Herbert Eugene Caen was a San Francisco humorist and journalist whose daily column of local goings-on and insider gossip, social and political happenings, painful puns, and offbeat anecdotes—"a continuous love letter to San Francisco"—appeared in the San Francisco Chronicle for almost sixty years and made him a household name throughout the San Francisco Bay Area.

Sandra Eisert is an American photojournalist, now an art director and picture editor. In 1974 she became the first White House picture editor. Later she was named Picture Editor of the Year by the National Press Photographers Association in its annual competition. She contributed to 1989 earthquake coverage that won a Pulitzer Prize for the San Jose Mercury News. As of 2012, she has her own business providing strategic planning for startups.

Mary Lou "Ludie" Forbes was an American journalist and commentator. She spent six decades at the Washington Evening Star and The Washington Times, serving as the Times commentary editor until weeks before her death. As Mary Lou Werner she won the annual Pulitzer Prize for Local Reporting for her Evening Star coverage of the 1958 school integration crisis in Virginia in the aftermath of the 1954 Supreme Court of the United States decision in Brown v. Board of Education.

Charles J. Hanley is a journalist and author who reported for the Associated Press (AP) for over 40 years, chiefly as a roving international correspondent. In 2000, he and two AP colleagues won the Pulitzer Prize for Investigative Reporting for their work confirming the U.S. military’s massacre of South Korean refugees at No Gun Ri during the Korean War.

Max Kase was an American newspaper writer and editor. He worked for the Hearst newspapers from 1917 to 1966 and was the sports editor of the New York Journal-American from 1938 to 1966. In 1946, he was one of the driving forces behind the creation of the New York Knicks and the Basketball Association of America, predecessor to the NBA. He won a special Pulitzer Prize in 1952 for his work exposing corruption in men's college basketball, primarily the CCNY Point Shaving Scandal.
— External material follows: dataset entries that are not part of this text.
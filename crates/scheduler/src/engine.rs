//! The task assignment engine.
//!
//! A [JobContext] owns all mutable scheduling state of one job behind a
//! per-job lock: the three indexes over pending tasks (by preferred host, by
//! preferred rack, and the unindexed fallback pool), the task state machine
//! and the locality counters. Worker-request events from many threads
//! serialize on that lock only for the duration of one pick-and-remove;
//! concurrently scheduling jobs share nothing.

use std::collections::{BTreeMap, BTreeSet};
use std::sync::{Arc, Mutex};

use log::debug;

use taskrack_cluster::topology::{ClusterTopology, Host, Rack};

use crate::candidate::TaskCandidates;
use crate::counters::{CounterPolicy, CountersSnapshot, Locality, LocalityCounters};
use crate::error::{SchedulerError, SchedulerResult};
use crate::split::{InputSplit, JobId, SplitId, TaskId};
use crate::task::{Task, TaskState};

/// A task bound to a worker, handed to the execution runtime.
#[derive(Debug, Clone)]
pub struct TaskAssignment {
    pub task: TaskId,
    pub split: SplitId,
    pub worker: Host,
    pub locality: Locality,
}

struct EngineCore {
    tasks: Vec<Task>,
    /// Pending tasks under every host in their preferred-host set.
    by_host: BTreeMap<Host, BTreeSet<TaskId>>,
    /// Pending tasks under every rack in their preferred-rack set.
    by_rack: BTreeMap<Rack, BTreeSet<TaskId>>,
    /// Every pending task, the off-rack fallback pool.
    unindexed: BTreeSet<TaskId>,
    counters: LocalityCounters,
    shut_down: bool,
}

impl EngineCore {
    fn task(&self, task_id: TaskId) -> SchedulerResult<&Task> {
        self.tasks
            .get(task_id as usize)
            .ok_or(SchedulerError::UnknownTask(task_id))
    }

    fn index_task(&mut self, task_id: TaskId) {
        let task = &self.tasks[task_id as usize];
        for host in task.candidates.preferred_hosts.iter() {
            self.by_host.entry(host.clone()).or_default().insert(task_id);
        }
        for rack in task.candidates.preferred_racks.iter() {
            self.by_rack.entry(rack.clone()).or_default().insert(task_id);
        }
        self.unindexed.insert(task_id);
    }

    /// Removes the task from all three indexes. Claiming a task must make it
    /// vanish everywhere at once, otherwise a task indexed under several
    /// hosts or racks could be handed out twice.
    fn deindex_task(&mut self, task_id: TaskId) {
        let task = &self.tasks[task_id as usize];
        for host in task.candidates.preferred_hosts.iter() {
            if let Some(tasks) = self.by_host.get_mut(host) {
                tasks.remove(&task_id);
                if tasks.is_empty() {
                    self.by_host.remove(host);
                }
            }
        }
        for rack in task.candidates.preferred_racks.iter() {
            if let Some(tasks) = self.by_rack.get_mut(rack) {
                tasks.remove(&task_id);
                if tasks.is_empty() {
                    self.by_rack.remove(rack);
                }
            }
        }
        self.unindexed.remove(&task_id);
    }

    /// Picks the pending task for `worker_host` by locality tier. The
    /// tie-break within a tier is the lowest task id (creation order), so
    /// placement is deterministic; the tier always dominates any other
    /// ordering.
    fn pick(&self, worker_host: &str, rack: &str) -> Option<(TaskId, Locality)> {
        if let Some(task_id) = self.by_host.get(worker_host).and_then(|tasks| tasks.first()) {
            return Some((*task_id, Locality::DataLocal));
        }
        if let Some(task_id) = self.by_rack.get(rack).and_then(|tasks| tasks.first()) {
            return Some((*task_id, Locality::RackLocal));
        }
        self.unindexed.first().map(|task_id| (*task_id, Locality::OffRack))
    }

    /// Puts a running task back into the pending indexes. The caller must
    /// have checked that the task is running.
    fn reinsert(&mut self, task_id: TaskId, counter_policy: CounterPolicy) {
        if counter_policy == CounterPolicy::Correcting {
            if let Some(locality) = self.tasks[task_id as usize].last_locality.take() {
                self.counters.unrecord(locality);
            }
        }
        let task = &mut self.tasks[task_id as usize];
        task.state = TaskState::Pending;
        task.worker = None;
        self.index_task(task_id);
    }
}

/// Scheduling context of one job. Cheap to share (`Arc`) between the worker
/// event loop, the liveness monitor and the reporting layer.
pub struct JobContext {
    id: JobId,
    /// Point-in-time topology snapshot; locality decisions of this job do
    /// not follow topology changes made after planning.
    topology: Arc<ClusterTopology>,
    counter_policy: CounterPolicy,
    core: Mutex<EngineCore>,
}

impl JobContext {
    /// Plans one task per split, computing and caching the candidate sets
    /// from the topology snapshot, and starts with every task pending.
    pub fn new(
        id: JobId,
        splits: Vec<InputSplit>,
        topology: Arc<ClusterTopology>,
        counter_policy: CounterPolicy,
    ) -> Self {
        let tasks = splits
            .into_iter()
            .enumerate()
            .map(|(task_id, split)| {
                let candidates = TaskCandidates::build(&split, &topology);
                Task::new(task_id as TaskId, split, candidates)
            })
            .collect::<Vec<_>>();
        let mut core = EngineCore {
            tasks,
            by_host: BTreeMap::new(),
            by_rack: BTreeMap::new(),
            unindexed: BTreeSet::new(),
            counters: LocalityCounters::new(),
            shut_down: false,
        };
        for task_id in 0..core.tasks.len() as TaskId {
            core.index_task(task_id);
        }
        JobContext {
            id,
            topology,
            counter_policy,
            core: Mutex::new(core),
        }
    }

    pub fn id(&self) -> JobId {
        self.id
    }

    /// Selects a task for an idle worker on `worker_host`, preferring
    /// data-local over rack-local over off-rack placement.
    ///
    /// Returns `Ok(None)` when no pending work is left or the job was shut
    /// down; the caller's scheduling loop decides what the worker does then.
    /// An empty worker host is a caller bug and fails fast. A worker host
    /// unknown to the topology competes in the default rack for the
    /// rack-local tier; the data-local tier works directly off host identity.
    pub fn request_task(&self, worker_host: &str) -> SchedulerResult<Option<TaskAssignment>> {
        if worker_host.is_empty() {
            return Err(SchedulerError::InvalidRequest("empty worker host".to_string()));
        }
        let rack = self.topology.rack_of(worker_host).to_string();
        let mut core = self.core.lock()?;
        if core.shut_down {
            return Ok(None);
        }
        let Some((task_id, locality)) = core.pick(worker_host, &rack) else {
            return Ok(None);
        };
        core.deindex_task(task_id);
        core.counters.record(locality);
        let task = &mut core.tasks[task_id as usize];
        task.state = TaskState::Running;
        task.worker = Some(worker_host.to_string());
        task.last_locality = Some(locality);
        let assignment = TaskAssignment {
            task: task_id,
            split: task.split.id,
            worker: worker_host.to_string(),
            locality,
        };
        debug!(
            "job {}: assigned task {} (split {}) to {} as {:?}",
            self.id, task_id, assignment.split, worker_host, locality
        );
        Ok(Some(assignment))
    }

    /// Re-inserts a running task into the pending indexes, typically after
    /// the liveness monitor declared its worker lost. The task becomes
    /// eligible again under the same tiering rules.
    pub fn release_task(&self, task_id: TaskId) -> SchedulerResult<()> {
        let mut core = self.core.lock()?;
        let task = core.task(task_id)?;
        if task.state != TaskState::Running {
            return Err(SchedulerError::InconsistentTaskState {
                task: task_id,
                expected: TaskState::Running,
                actual: task.state,
            });
        }
        core.reinsert(task_id, self.counter_policy);
        debug!("job {}: task {} released back to pending", self.id, task_id);
        Ok(())
    }

    /// Re-inserts every running task bound to `worker_host` (worker-lost
    /// event from the membership layer). Returns the re-inserted task ids.
    ///
    /// Collecting and re-inserting happen under one lock acquisition, so a
    /// completion or duplicate worker-lost event racing with this call can
    /// never strand part of the worker's tasks in the running state.
    pub fn release_worker_tasks(&self, worker_host: &str) -> SchedulerResult<Vec<TaskId>> {
        if worker_host.is_empty() {
            return Err(SchedulerError::InvalidRequest("empty worker host".to_string()));
        }
        let mut core = self.core.lock()?;
        let running = core
            .tasks
            .iter()
            .filter(|task| {
                task.state == TaskState::Running && task.worker.as_deref() == Some(worker_host)
            })
            .map(|task| task.id)
            .collect::<Vec<_>>();
        for &task_id in running.iter() {
            core.reinsert(task_id, self.counter_policy);
            debug!("job {}: task {} released back to pending", self.id, task_id);
        }
        Ok(running)
    }

    /// Marks a running task as done.
    pub fn complete_task(&self, task_id: TaskId) -> SchedulerResult<()> {
        self.finish_task(task_id, TaskState::Done)
    }

    /// Marks a running task as failed. Whether and how it is retried is the
    /// caller's policy; `release_task` is not called implicitly.
    pub fn fail_task(&self, task_id: TaskId) -> SchedulerResult<()> {
        self.finish_task(task_id, TaskState::Failed)
    }

    fn finish_task(&self, task_id: TaskId, target: TaskState) -> SchedulerResult<()> {
        let mut core = self.core.lock()?;
        let task = core.task(task_id)?;
        if task.state != TaskState::Running {
            return Err(SchedulerError::InconsistentTaskState {
                task: task_id,
                expected: TaskState::Running,
                actual: task.state,
            });
        }
        core.tasks[task_id as usize].state = target;
        Ok(())
    }

    /// Current state of a task, for progress reporting.
    pub fn task_state(&self, task_id: TaskId) -> SchedulerResult<TaskState> {
        let core = self.core.lock()?;
        Ok(core.task(task_id)?.state)
    }

    /// Snapshot of the locality counters.
    pub fn counters(&self) -> SchedulerResult<CountersSnapshot> {
        let core = self.core.lock()?;
        Ok(core.counters.snapshot())
    }

    /// Number of pending tasks.
    pub fn pending_tasks(&self) -> SchedulerResult<usize> {
        let core = self.core.lock()?;
        Ok(core.unindexed.len())
    }

    /// Whether every task of the job left the pending pool.
    pub fn is_drained(&self) -> SchedulerResult<bool> {
        Ok(self.pending_tasks()? == 0)
    }

    /// Stops handing out tasks immediately: every subsequent `request_task`
    /// returns `Ok(None)`. Running tasks are unaffected; assignment is the
    /// terminal engine action, so nothing needs rollback.
    pub fn shutdown(&self) -> SchedulerResult<()> {
        let mut core = self.core.lock()?;
        core.shut_down = true;
        debug!("job {}: shut down, no more tasks will be handed out", self.id);
        Ok(())
    }
}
Walter Lippmann was an American writer, reporter and political commentator famous for being among the first to introduce the concept of Cold War, coining the term "stereotype" in the modern psychological meaning, as well as critiquing media and democracy in his newspaper column and several books, most notably his 1922 book Public Opinion.

Byron Price was director of the U.S. Office of Censorship during World War II.

Raquel Rutledge is an American newspaper reporter. In April 2010 she won the Pulitzer Prize for Local Reporting; she exposed widespread fraud in the "Wisconsin Shares" child-care system in a yearlong series, "Cashing In on Kids", for the Milwaukee Journal Sentinel, which also won the 2010 Goldsmith Prize for Investigative Reporting. Her work also won the Worth Bingham Prize for Investigative Reporting and 2009 George Polk Awards.

Andrew Jay Schneider was an American journalist and investigative reporter who worked for the Pittsburgh Press and Seattle Post-Intelligencer as a public-health reporter. He received back-to-back Pulitzer Prizes while working for the Press: one in Specialized Reporting in 1986 with Mary Pat Flaherty, and another for Public Service with Matthew Brelis and the Press in 1987. Schneider also co-authored a book about an asbestos contamination incident in Libby, Montana, entitled "An Air That Kills".

Cyrus Leo Sulzberger II was an American journalist, diarist, and non-fiction writer. He was a member of the family that owned The New York Times and he was that newspaper's lead foreign correspondent during the 1940s and 1950s.

Gary Stephen Webb was an American investigative journalist.